Both Marvel and DC currently have apps available for mobile devices that allow users to purchase and download comics (usually priced at $1.99) to read on their iPhones or what have you. However, for Marvel, their mobile app exists entirely independant of their online subscription. Despite paying for Marvel's online subscription service, if I want to read a comic on my iPhone via their mobile app, I have to purchase that comic separately via the app. And because Marvel's online reader is Flash-based and Apple stubbornly refuses to acknowledge Flash exists and is used by millions of people, there's no way I can take advantage of my subscription via my iPhone (seriously, Apple, I'd probably have bought an iPad by now if they weren't Flash-uncompatible).
Bottom line: those kind of shenanigans aren't going to fly if DC wants their digital product to succeed. Digital comics need to be handled like music files: download-able and able to be transferred from one device to another, just like you can move music from iTunes to your iPhone to your iPad. Forcing would-be readers to buy the same digital issue multiple times across multiple platforms and multiple devices is a sure way to keep the entire venture from ever taking off.

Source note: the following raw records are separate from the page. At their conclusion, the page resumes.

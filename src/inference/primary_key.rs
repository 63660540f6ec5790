// SPDX-License-Identifier: Apache-2.0

//! Primary key resolution

use crate::model::ColumnMetadata;

/// Resolves a table's primary key columns.
///
/// Declared constraint columns win verbatim (already in ordinal order from
/// the adapter). With no declared constraint the first column in declaration
/// order stands in, so every table with at least one column has a usable key.
///
/// A table with zero columns is an upstream introspection bug; callers must
/// guard before asking for a key.
pub fn resolve_primary_key(declared: &[String], columns: &[ColumnMetadata]) -> Vec<String> {
    if !declared.is_empty() {
        return declared.to_vec();
    }
    debug_assert!(
        !columns.is_empty(),
        "primary key requested for a table with no columns"
    );
    columns.first().map(|c| vec![c.name.clone()]).unwrap_or_default()
}
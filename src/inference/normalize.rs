// SPDX-License-Identifier: Apache-2.0

//! Name normalization
//!
//! Converts raw identifiers (`UserAccounts`, `user_accounts`, `user-accounts`)
//! into a canonical lowercase, space-separated, singular phrase
//! (`user account`). This phrase is the join key for foreign-key guessing,
//! so `normalize` must be idempotent: re-normalizing its own output is a
//! no-op.

use inflector::Inflector;

/// Irregular plurals that the inflector misses or mangles in database
/// naming contexts.
static IRREGULAR_PLURALS: &[(&str, &str)] = &[
    ("person", "people"),
    ("child", "children"),
    ("man", "men"),
    ("woman", "women"),
    ("status", "statuses"),
    ("address", "addresses"),
    ("analysis", "analyses"),
    ("index", "indices"),
    ("matrix", "matrices"),
    ("medium", "media"),
    ("datum", "data"),
    ("criterion", "criteria"),
    ("leaf", "leaves"),
    ("life", "lives"),
];

/// Normalize a raw table or column identifier.
///
/// Tokenizes on non-alphanumeric characters and camelCase boundaries,
/// lowercases, then singularizes the trailing token (the head noun of the
/// phrase). Empty input yields an empty string.
pub fn normalize(raw: &str) -> String {
    let mut tokens = tokenize(raw);
    let Some(last) = tokens.pop() else {
        return String::new();
    };
    tokens.push(singularize(&last));
    tokens.join(" ")
}

/// Singularize a single lowercase word.
///
/// Irregulars are table-driven; everything else goes through the inflector,
/// iterated to a fixpoint so that already-singular output stays put.
pub fn singularize(word: &str) -> String {
    if word.is_empty() {
        return String::new();
    }
    for (singular, plural) in IRREGULAR_PLURALS {
        if word == *plural || word == *singular {
            return (*singular).to_string();
        }
    }
    let mut current = word.to_string();
    // The inflector is not guaranteed stable on its own output.
    for _ in 0..3 {
        let next = current.to_singular();
        if next == current {
            break;
        }
        current = next;
    }
    current
}

/// Pluralize a single lowercase word (used for plural display names).
pub fn pluralize(word: &str) -> String {
    if word.is_empty() {
        return String::new();
    }
    for (singular, plural) in IRREGULAR_PLURALS {
        if word == *singular || word == *plural {
            return (*plural).to_string();
        }
    }
    word.to_plural()
}

/// Human display name for a normalized phrase: `user account` → `User Account`.
pub fn title_case(normalized: &str) -> String {
    normalized
        .split(' ')
        .filter(|t| !t.is_empty())
        .map(|t| {
            let mut chars = t.chars();
            match chars.next() {
                Some(first) => first.to_uppercase().chain(chars).collect::<String>(),
                None => String::new(),
            }
        })
        .collect::<Vec<_>>()
        .join(" ")
}

fn tokenize(raw: &str) -> Vec<String> {
    let mut tokens = Vec::new();
    let mut current = String::new();
    let mut prev_lower = false;
    for ch in raw.chars() {
        if ch.is_alphanumeric() {
            if ch.is_uppercase() && prev_lower && !current.is_empty() {
                tokens.push(std::mem::take(&mut current));
            }
            current.extend(ch.to_lowercase());
            prev_lower = ch.is_lowercase() || ch.is_numeric();
        } else {
            if !current.is_empty() {
                tokens.push(std::mem::take(&mut current));
            }
            prev_lower = false;
        }
    }
    if !current.is_empty() {
        tokens.push(current);
    }
    tokens
}

#[cfg(test)]
mod tests {
    use super::*;

    #[test]
    fn normalizes_common_shapes() {
        assert_eq!(normalize("users"), "user");
        assert_eq!(normalize("UserAccounts"), "user account");
        assert_eq!(normalize("user_accounts"), "user account");
        assert_eq!(normalize("user-accounts"), "user account");
        assert_eq!(normalize("ORDER_ITEMS"), "order item");
    }

    #[test]
    fn singularizes_the_phrase_not_each_token() {
        // "orders" stays plural when it is not the head noun
        assert_eq!(normalize("orders_queue"), "orders queue");
        assert_eq!(normalize("sales_regions"), "sales region");
    }

    #[test]
    fn handles_irregular_plurals() {
        assert_eq!(normalize("people"), "person");
        assert_eq!(normalize("sales_people"), "sales person");
        assert_eq!(normalize("statuses"), "status");
        assert_eq!(normalize("addresses"), "address");
    }

    #[test]
    fn empty_and_symbol_only_input() {
        assert_eq!(normalize(""), "");
        assert_eq!(normalize("__"), "");
    }

    #[test]
    fn idempotent_on_a_spread_of_inputs() {
        let samples = [
            "users",
            "UserAccounts",
            "order_items",
            "people",
            "statuses",
            "addresses",
            "category",
            "categories",
            "API_Keys",
            "first_name",
            "x",
            "orders_queue",
            "id",
            "user_id",
            "analysis_results",
        ];
        for s in samples {
            let once = normalize(s);
            let twice = normalize(&once);
            assert_eq!(once, twice, "normalize not idempotent for {s:?}");
        }
    }

    #[test]
    fn title_case_display_names() {
        assert_eq!(title_case("user account"), "User Account");
        assert_eq!(title_case("order"), "Order");
        assert_eq!(title_case(""), "");
    }

    #[test]
    fn pluralize_for_display() {
        assert_eq!(pluralize("user"), "users");
        assert_eq!(pluralize("category"), "categories");
        assert_eq!(pluralize("person"), "people");
    }
}
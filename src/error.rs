// SPDX-License-Identifier: Apache-2.0

//! Normalized error types for schema analysis
//!
//! Adapter- and store-specific errors are mapped to these unified error
//! types so callers get consistent failure shapes regardless of which
//! database kind is being analyzed.

use serde::{Deserialize, Serialize};
use thiserror::Error;

/// Unified error type for all analysis operations
#[derive(Debug, Error, Serialize, Deserialize)]
pub enum MetaError {
    #[error("Connection failed: {message}")]
    ConnectionFailed { message: String },

    #[error("Introspection query failed: {message}")]
    Introspection { message: String },

    #[error("Failed to parse table definition: {message}")]
    SchemaParse { message: String },

    #[error("No open connection with id: {connection_id}")]
    ConnectionNotFound { connection_id: String },

    #[error("Metadata store error: {message}")]
    Store { message: String },

    #[error("Serialization error: {message}")]
    Serialization { message: String },

    #[error("Feature not supported: {message}")]
    NotSupported { message: String },

    #[error("Internal error: {message}")]
    Internal { message: String },
}

impl MetaError {
    pub fn connection_failed(msg: impl Into<String>) -> Self {
        Self::ConnectionFailed { message: msg.into() }
    }

    pub fn introspection(msg: impl Into<String>) -> Self {
        Self::Introspection { message: msg.into() }
    }

    pub fn schema_parse(msg: impl Into<String>) -> Self {
        Self::SchemaParse { message: msg.into() }
    }

    pub fn connection_not_found(id: impl Into<String>) -> Self {
        Self::ConnectionNotFound { connection_id: id.into() }
    }

    pub fn store(msg: impl Into<String>) -> Self {
        Self::Store { message: msg.into() }
    }

    pub fn serialization(msg: impl Into<String>) -> Self {
        Self::Serialization { message: msg.into() }
    }

    pub fn not_supported(msg: impl Into<String>) -> Self {
        Self::NotSupported { message: msg.into() }
    }

    pub fn internal(msg: impl Into<String>) -> Self {
        Self::Internal { message: msg.into() }
    }
}

/// Result type alias for analysis operations
pub type MetaResult<T> = Result<T, MetaError>;
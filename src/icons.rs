// SPDX-License-Identifier: Apache-2.0

//! Icon-assignment capability
//!
//! The analyzer only needs "give me the best icon id for this normalized
//! name"; how icons are chosen belongs to the consuming UI. The default
//! catalog covers the common schema vocabulary and falls back to a generic
//! identifier.

/// Maps normalized names to icon identifiers
pub trait IconCatalog: Send + Sync {
    fn best_icon_for(&self, text: &str) -> String;
}

/// Keyword-driven default catalog
pub struct KeywordIcons;

const KEYWORD_ICONS: &[(&str, &str)] = &[
    ("user", "person"),
    ("person", "person"),
    ("account", "person"),
    ("customer", "person"),
    ("member", "person"),
    ("email", "mail"),
    ("mail", "mail"),
    ("message", "mail"),
    ("order", "cart"),
    ("cart", "cart"),
    ("invoice", "receipt"),
    ("payment", "credit-card"),
    ("product", "box"),
    ("item", "box"),
    ("inventory", "box"),
    ("category", "folder"),
    ("tag", "tag"),
    ("label", "tag"),
    ("comment", "chat"),
    ("post", "document"),
    ("article", "document"),
    ("page", "document"),
    ("file", "paperclip"),
    ("image", "photo"),
    ("photo", "photo"),
    ("address", "map-pin"),
    ("location", "map-pin"),
    ("country", "globe"),
    ("event", "calendar"),
    ("date", "calendar"),
    ("time", "clock"),
    ("setting", "gear"),
    ("config", "gear"),
    ("log", "list"),
    ("session", "key"),
    ("token", "key"),
    ("password", "lock"),
    ("role", "shield"),
    ("permission", "shield"),
    ("organization", "building"),
    ("company", "building"),
    ("team", "people"),
    ("group", "people"),
];

impl IconCatalog for KeywordIcons {
    fn best_icon_for(&self, text: &str) -> String {
        for (keyword, icon) in KEYWORD_ICONS {
            if text.split(' ').any(|token| token == *keyword) {
                return (*icon).to_string();
            }
        }
        "table".to_string()
    }
}
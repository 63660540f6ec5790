// SPDX-License-Identifier: Apache-2.0

//! Connection registry
//!
//! Centralized management of all open schema connections.
//! This is the SINGLE SOURCE OF TRUTH for live adapter state; nothing else
//! holds pools.

use std::collections::HashMap;
use std::sync::Arc;

use tokio::sync::RwLock;
use tokio::time::{timeout, Duration};
use tracing::instrument;

use crate::adapter::{open_adapter, SchemaAdapter};
use crate::error::{MetaError, MetaResult};
use crate::model::{ConnectionId, ConnectionSettings};

/// Tracks the open adapter for each connection id.
///
/// Opening is explicit: nothing connects lazily, and a closed connection
/// stays closed until `open` is called again.
pub struct ConnectionRegistry {
    adapters: RwLock<HashMap<ConnectionId, Arc<dyn SchemaAdapter>>>,
}

impl ConnectionRegistry {
    const CONNECT_TIMEOUT_MS: u64 = 15000;

    pub fn new() -> Self {
        Self {
            adapters: RwLock::new(HashMap::new()),
        }
    }

    /// Connects to the database described by `settings` and registers the
    /// adapter under the settings' id. Opening an already-open connection is
    /// a no-op.
    #[instrument(skip(self, settings), fields(connection = %settings.id, kind = settings.kind.as_str()))]
    pub async fn open(&self, settings: &ConnectionSettings) -> MetaResult<()> {
        {
            let adapters = self.adapters.read().await;
            if adapters.contains_key(&settings.id) {
                return Ok(());
            }
        }

        let adapter = match timeout(
            Duration::from_millis(Self::CONNECT_TIMEOUT_MS),
            open_adapter(settings),
        )
        .await
        {
            Ok(result) => result?,
            Err(_) => {
                return Err(MetaError::connection_failed(format!(
                    "connection attempt timed out after {}ms",
                    Self::CONNECT_TIMEOUT_MS
                )))
            }
        };

        let mut adapters = self.adapters.write().await;
        // A concurrent open may have won the race; keep the first adapter
        // and discard ours.
        if adapters.contains_key(&settings.id) {
            drop(adapters);
            adapter.close().await;
            return Ok(());
        }
        adapters.insert(settings.id, adapter);
        Ok(())
    }

    /// Closes and deregisters one connection.
    #[instrument(skip(self), fields(connection = %id))]
    pub async fn close(&self, id: ConnectionId) -> MetaResult<()> {
        let adapter = {
            let mut adapters = self.adapters.write().await;
            adapters
                .remove(&id)
                .ok_or_else(|| MetaError::connection_not_found(id.to_string()))?
        };
        adapter.close().await;
        Ok(())
    }

    /// Closes every open connection. Used on shutdown.
    pub async fn close_all(&self) {
        let drained: Vec<Arc<dyn SchemaAdapter>> = {
            let mut adapters = self.adapters.write().await;
            adapters.drain().map(|(_, adapter)| adapter).collect()
        };
        for adapter in drained {
            adapter.close().await;
        }
    }

    pub async fn get(&self, id: ConnectionId) -> MetaResult<Arc<dyn SchemaAdapter>> {
        let adapters = self.adapters.read().await;
        adapters
            .get(&id)
            .cloned()
            .ok_or_else(|| MetaError::connection_not_found(id.to_string()))
    }

    pub async fn is_open(&self, id: ConnectionId) -> bool {
        self.adapters.read().await.contains_key(&id)
    }

    /// Connects and immediately disconnects, without registering anything.
    #[instrument(skip(self, settings), fields(kind = settings.kind.as_str()))]
    pub async fn test_connection(&self, settings: &ConnectionSettings) -> MetaResult<()> {
        let adapter = match timeout(
            Duration::from_millis(Self::CONNECT_TIMEOUT_MS),
            open_adapter(settings),
        )
        .await
        {
            Ok(result) => result?,
            Err(_) => {
                return Err(MetaError::connection_failed(format!(
                    "connection attempt timed out after {}ms",
                    Self::CONNECT_TIMEOUT_MS
                )))
            }
        };
        adapter.close().await;
        Ok(())
    }
}

impl Default for ConnectionRegistry {
    fn default() -> Self {
        Self::new()
    }
}
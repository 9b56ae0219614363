#![deny(
    unsafe_code,
    missing_docs,
    dead_code,
    unused_results,
    non_snake_case,
    unreachable_pub
)]

//! Pure blast system that turns fire coverage into follow-up commands.
//!
//! The world only reports which tiles a fire covers and which boxes stopped
//! it. Deciding what burns is left to this system: boxes that blocked a blast
//! are destroyed, live players on covered tiles are eliminated, and bombs on
//! covered tiles detonate in turn.

use std::collections::BTreeSet;

use blast_arena_core::{BombId, Command, Coord, Event, PlayerId, Roster};

/// Blast system that translates fire events into destruction commands.
#[derive(Debug, Default, Clone)]
pub struct Blast;

impl Blast {
    /// Creates a new blast system instance.
    #[must_use]
    pub const fn new() -> Self {
        Self
    }

    /// Consumes world events and emits commands for everything a fire touched.
    ///
    /// The `bomb_at` closure should mirror the semantics of the world's
    /// `query::bomb_at` helper. Each box, player and bomb is targeted at most
    /// once per call, even when several fires reach it.
    pub fn handle<F>(&self, events: &[Event], roster: &Roster, mut bomb_at: F, out: &mut Vec<Command>)
    where
        F: FnMut(Coord) -> Option<BombId>,
    {
        let mut boxes: BTreeSet<Coord> = BTreeSet::new();
        let mut players: BTreeSet<PlayerId> = BTreeSet::new();
        let mut bombs: BTreeSet<BombId> = BTreeSet::new();

        for event in events {
            let Event::FireSpawned {
                tiles,
                blocking_boxes,
                ..
            } = event
            else {
                continue;
            };

            for cell in blocking_boxes {
                if boxes.insert(*cell) {
                    out.push(Command::DestroyBox { cell: *cell });
                }
            }

            for player in roster.iter() {
                if player.alive() && tiles.contains(&player.cell()) && players.insert(player.id()) {
                    out.push(Command::EliminatePlayer { player: player.id() });
                }
            }

            for cell in tiles {
                if let Some(bomb) = bomb_at(*cell) {
                    if bombs.insert(bomb) {
                        out.push(Command::ExplodeBomb { bomb });
                    }
                }
            }
        }
    }
}
#![deny(
    unsafe_code,
    missing_docs,
    dead_code,
    unused_results,
    non_snake_case,
    unreachable_pub
)]

//! Authoritative arena state for Blast Arena.
//!
//! The [`World`] owns the static pillar lattice, the spawn assignment, the
//! destructible boxes and the id-keyed bomb and fire registries. Player
//! records stay with the driver in a [`Roster`] that is lent to every call;
//! the world only writes the fields documented on [`blast_arena_core::Player`].

mod fire;
mod generation;
mod grid;
mod registry;
mod tiles;

use std::collections::BTreeSet;

use blast_arena_core::{
    ArenaError, BombId, Command, Coord, Direction, EntityRef, Event, FireId, PlayerId, Roster,
    Tile, MAX_PLAYERS,
};
use rand::SeedableRng;
use rand_chacha::ChaCha8Rng;
use tracing::{debug, info, warn};

pub use fire::FireCoverage;
pub use generation::ArenaConfig;
pub use grid::Grid;

use registry::{BombState, FireState, Registry};
use tiles::TileResolver;

/// Fire created by [`World::spawn_fire`] or [`World::explode_bomb`].
#[derive(Clone, Debug, PartialEq, Eq)]
pub struct SpawnedFire {
    /// Identifier allocated to the fire.
    pub id: FireId,
    /// Player credited with the fire.
    pub owner: PlayerId,
    /// Tile the blast started from.
    pub origin: Coord,
    /// Tiles covered and boxes that stopped the blast.
    pub coverage: FireCoverage,
}

/// Represents the authoritative arena state.
#[derive(Debug)]
pub struct World {
    grid: Grid,
    walls: BTreeSet<Coord>,
    spawns: Vec<Coord>,
    boxes: Vec<Coord>,
    bombs: Registry<BombId, BombState>,
    fires: Registry<FireId, FireState>,
}

impl World {
    /// Generates a fresh arena and seats every roster player on a spawn point.
    ///
    /// Seating sets each player's cell and marks them alive. Randomness is
    /// drawn from the configured seed: the spawn shuffle first (when enabled),
    /// then box sampling.
    pub fn generate(config: &ArenaConfig, roster: &mut Roster) -> Result<Self, ArenaError> {
        let grid = config.grid()?;
        let density = config.validated_density()?;
        if roster.len() > MAX_PLAYERS {
            return Err(ArenaError::TooManyPlayers {
                count: roster.len(),
            });
        }

        let mut rng = ChaCha8Rng::seed_from_u64(config.seed());
        let walls = generation::wall_lattice(&grid);
        let spawns = generation::corner_spawns(&grid, config.randomize_spawns(), &mut rng);

        for (player, spawn) in roster.iter_mut().zip(spawns.iter()) {
            player.place_at(*spawn);
            player.set_alive(true);
        }

        let seated: Vec<Coord> = roster.iter().map(|player| player.cell()).collect();
        let candidates = generation::box_candidates(&grid, &walls, &seated);
        let boxes = generation::scatter_boxes(&candidates, density, &mut rng);

        info!(
            width = grid.width(),
            height = grid.height(),
            walls = walls.len(),
            boxes = boxes.len(),
            players = roster.len(),
            seed = config.seed(),
            "arena generated"
        );

        Ok(Self {
            grid,
            walls,
            spawns,
            boxes,
            bombs: Registry::new(),
            fires: Registry::new(),
        })
    }

    fn resolver<'a>(&'a self, roster: &'a Roster) -> TileResolver<'a> {
        TileResolver {
            grid: &self.grid,
            walls: &self.walls,
            boxes: &self.boxes,
            roster,
        }
    }

    /// Classifies `cell` as player, wall, box or empty, in that priority.
    ///
    /// Tiles outside the map are walls. Bombs and fires do not affect the result.
    #[must_use]
    pub fn classify(&self, roster: &Roster, cell: Coord) -> Tile {
        self.resolver(roster).classify(cell)
    }

    /// Reports whether `cell` is empty and may be entered.
    #[must_use]
    pub fn can_move_to(&self, roster: &Roster, cell: Coord) -> bool {
        self.classify(roster, cell) == Tile::Empty
    }

    /// Tiles a blast of `power` starting at `origin` would cover right now.
    #[must_use]
    pub fn fire_coverage(&self, roster: &Roster, origin: Coord, power: u32) -> FireCoverage {
        fire::propagate(&self.resolver(roster), origin, power)
    }

    /// Drops a bomb on the player's current tile and spends one unit of their budget.
    pub fn place_bomb(&mut self, roster: &mut Roster, player: PlayerId) -> Result<BombId, ArenaError> {
        let record = roster.require_mut(player)?;
        if !record.alive() {
            return Err(ArenaError::PlayerEliminated { player });
        }
        record.spend_bomb()?;

        let cell = record.cell();
        let bomb = self.bombs.insert(BombState {
            owner: player,
            cell,
        });
        debug!(%bomb, %player, %cell, remaining = record.bombs_remaining(), "bomb placed");
        Ok(bomb)
    }

    /// Starts a fire at `cell` sized by the player's current power.
    pub fn spawn_fire(
        &mut self,
        roster: &Roster,
        player: PlayerId,
        cell: Coord,
    ) -> Result<SpawnedFire, ArenaError> {
        let power = roster.require(player)?.power();
        let coverage = self.fire_coverage(roster, cell, power);
        let id = self.fires.insert(FireState {
            owner: player,
            origin: cell,
            tiles: coverage.tiles().clone(),
        });
        debug!(fire = %id, %player, origin = %cell, tiles = coverage.tiles().len(), "fire spawned");
        Ok(SpawnedFire {
            id,
            owner: player,
            origin: cell,
            coverage,
        })
    }

    /// Replaces a bomb with a fire at the bomb's tile.
    ///
    /// The owner's budget stays spent until the resulting fire is cleared.
    pub fn explode_bomb(&mut self, roster: &Roster, bomb: BombId) -> Result<SpawnedFire, ArenaError> {
        let state = self
            .bombs
            .get(bomb)
            .cloned()
            .ok_or(ArenaError::UnknownEntity(EntityRef::Bomb(bomb)))?;
        let fire = self.spawn_fire(roster, state.owner, state.cell)?;
        let _ = self.bombs.remove(bomb);
        debug!(%bomb, fire = %fire.id, "bomb exploded");
        Ok(fire)
    }

    /// Removes a fire and refunds one bomb to its owner. Returns the owner.
    pub fn clear_fire(&mut self, roster: &mut Roster, fire: FireId) -> Result<PlayerId, ArenaError> {
        let owner = self
            .fires
            .get(fire)
            .map(|state| state.owner)
            .ok_or(ArenaError::UnknownEntity(EntityRef::Fire(fire)))?;
        let record = roster.require_mut(owner)?;
        record.refund_bomb();
        let _ = self.fires.remove(fire);
        debug!(%fire, player = %owner, remaining = record.bombs_remaining(), "fire cleared");
        Ok(owner)
    }

    /// Removes the box on `cell`.
    pub fn destroy_box(&mut self, cell: Coord) -> Result<(), ArenaError> {
        let index = self
            .boxes
            .iter()
            .position(|candidate| *candidate == cell)
            .ok_or(ArenaError::UnknownEntity(EntityRef::Box(cell)))?;
        let _ = self.boxes.remove(index);
        debug!(%cell, "box destroyed");
        Ok(())
    }

    /// Moves a live player one tile if the destination is empty. Returns the new tile.
    pub fn move_player(
        &self,
        roster: &mut Roster,
        player: PlayerId,
        direction: Direction,
    ) -> Result<Coord, ArenaError> {
        let record = roster.require(player)?;
        if !record.alive() {
            return Err(ArenaError::PlayerEliminated { player });
        }
        let target = record.cell().step(direction);
        if !self.can_move_to(roster, target) {
            return Err(ArenaError::TileBlocked { cell: target });
        }
        roster.require_mut(player)?.place_at(target);
        Ok(target)
    }
}

/// Takes a player out of the match. Eliminating a dead player is a no-op.
pub fn eliminate_player(roster: &mut Roster, player: PlayerId) -> Result<bool, ArenaError> {
    let record = roster.require_mut(player)?;
    let was_alive = record.alive();
    record.set_alive(false);
    Ok(was_alive)
}

/// Applies the provided command, reporting outcomes as events.
///
/// Failed commands leave world and roster untouched and produce a single
/// [`Event::CommandRejected`].
pub fn apply(world: &mut World, roster: &mut Roster, command: Command, out_events: &mut Vec<Event>) {
    if let Err(reason) = execute(world, roster, command, out_events) {
        warn!(?command, %reason, "command rejected");
        out_events.push(Event::CommandRejected { command, reason });
    }
}

fn execute(
    world: &mut World,
    roster: &mut Roster,
    command: Command,
    out_events: &mut Vec<Event>,
) -> Result<(), ArenaError> {
    match command {
        Command::PlaceBomb { player } => {
            let bomb = world.place_bomb(roster, player)?;
            let cell = roster.require(player)?.cell();
            out_events.push(Event::BombPlaced {
                bomb,
                owner: player,
                cell,
            });
        }
        Command::ExplodeBomb { bomb } => {
            let fire = world.explode_bomb(roster, bomb)?;
            out_events.push(Event::BombExploded { bomb, fire: fire.id });
            out_events.push(fire_spawned(fire));
        }
        Command::SpawnFire { player, cell } => {
            let fire = world.spawn_fire(roster, player, cell)?;
            out_events.push(fire_spawned(fire));
        }
        Command::ClearFire { fire } => {
            let owner = world.clear_fire(roster, fire)?;
            out_events.push(Event::FireCleared { fire, owner });
        }
        Command::DestroyBox { cell } => {
            world.destroy_box(cell)?;
            out_events.push(Event::BoxDestroyed { cell });
        }
        Command::EliminatePlayer { player } => {
            if eliminate_player(roster, player)? {
                debug!(%player, "player eliminated");
                out_events.push(Event::PlayerEliminated { player });
            }
        }
        Command::MovePlayer { player, direction } => {
            let from = roster.require(player)?.cell();
            let to = world.move_player(roster, player, direction)?;
            out_events.push(Event::PlayerMoved { player, from, to });
        }
    }
    Ok(())
}

fn fire_spawned(fire: SpawnedFire) -> Event {
    Event::FireSpawned {
        fire: fire.id,
        owner: fire.owner,
        origin: fire.origin,
        tiles: fire.coverage.tiles().iter().copied().collect(),
        blocking_boxes: fire.coverage.blocking_boxes().to_vec(),
    }
}

/// Query functions that provide read-only access to the world state.
pub mod query {
    use super::{Grid, World};
    use blast_arena_core::{BombId, Coord, FireId, PlayerId};

    /// Provides read-only access to the arena dimensions.
    #[must_use]
    pub fn grid(world: &World) -> &Grid {
        &world.grid
    }

    /// Pillar coordinates in ascending order.
    pub fn walls(world: &World) -> impl Iterator<Item = Coord> + '_ {
        world.walls.iter().copied()
    }

    /// All four corner spawns in seating order, seated or not.
    #[must_use]
    pub fn spawn_points(world: &World) -> &[Coord] {
        &world.spawns
    }

    /// Remaining boxes in generation order.
    #[must_use]
    pub fn boxes(world: &World) -> &[Coord] {
        &world.boxes
    }

    /// Captures the live bombs in ascending id order.
    #[must_use]
    pub fn bombs(world: &World) -> Vec<BombSnapshot> {
        world
            .bombs
            .iter()
            .map(|(id, state)| BombSnapshot {
                id,
                owner: state.owner,
                cell: state.cell,
            })
            .collect()
    }

    /// Captures the live fires in ascending id order.
    #[must_use]
    pub fn fires(world: &World) -> Vec<FireSnapshot> {
        world
            .fires
            .iter()
            .map(|(id, state)| FireSnapshot {
                id,
                owner: state.owner,
                origin: state.origin,
                tiles: state.tiles.iter().copied().collect(),
            })
            .collect()
    }

    /// Returns the lowest-id bomb lying on `cell`, if any.
    #[must_use]
    pub fn bomb_at(world: &World, cell: Coord) -> Option<BombId> {
        world
            .bombs
            .iter()
            .find(|(_, state)| state.cell == cell)
            .map(|(id, _)| id)
    }

    /// Immutable representation of a live bomb.
    #[derive(Clone, Debug, PartialEq, Eq)]
    pub struct BombSnapshot {
        /// Identifier allocated by the world.
        pub id: BombId,
        /// Player whose budget paid for the bomb.
        pub owner: PlayerId,
        /// Tile the bomb sits on.
        pub cell: Coord,
    }

    /// Immutable representation of a live fire.
    #[derive(Clone, Debug, PartialEq, Eq)]
    pub struct FireSnapshot {
        /// Identifier allocated by the world.
        pub id: FireId,
        /// Player refunded when the fire clears.
        pub owner: PlayerId,
        /// Tile the blast started from.
        pub origin: Coord,
        /// Covered tiles in ascending order.
        pub tiles: Vec<Coord>,
    }
}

Ultimately, the digital side of DC's big September plans could prove to be the more exciting element, but it remains to be seen how DC is intending to approach it. We could be looking at the beginning of a successful initiative that finally puts digital comics on equal footing with other forms of electronic entertainment media (because if this works, Marvel and the other major comic book companies won't be shy about borrowing the business model). Or, like the re-launch of the comics themselves, DC could just be putting a new coat of paint on an existing model that doesn't generate nearly the amount of sales that it could (and should) be generating.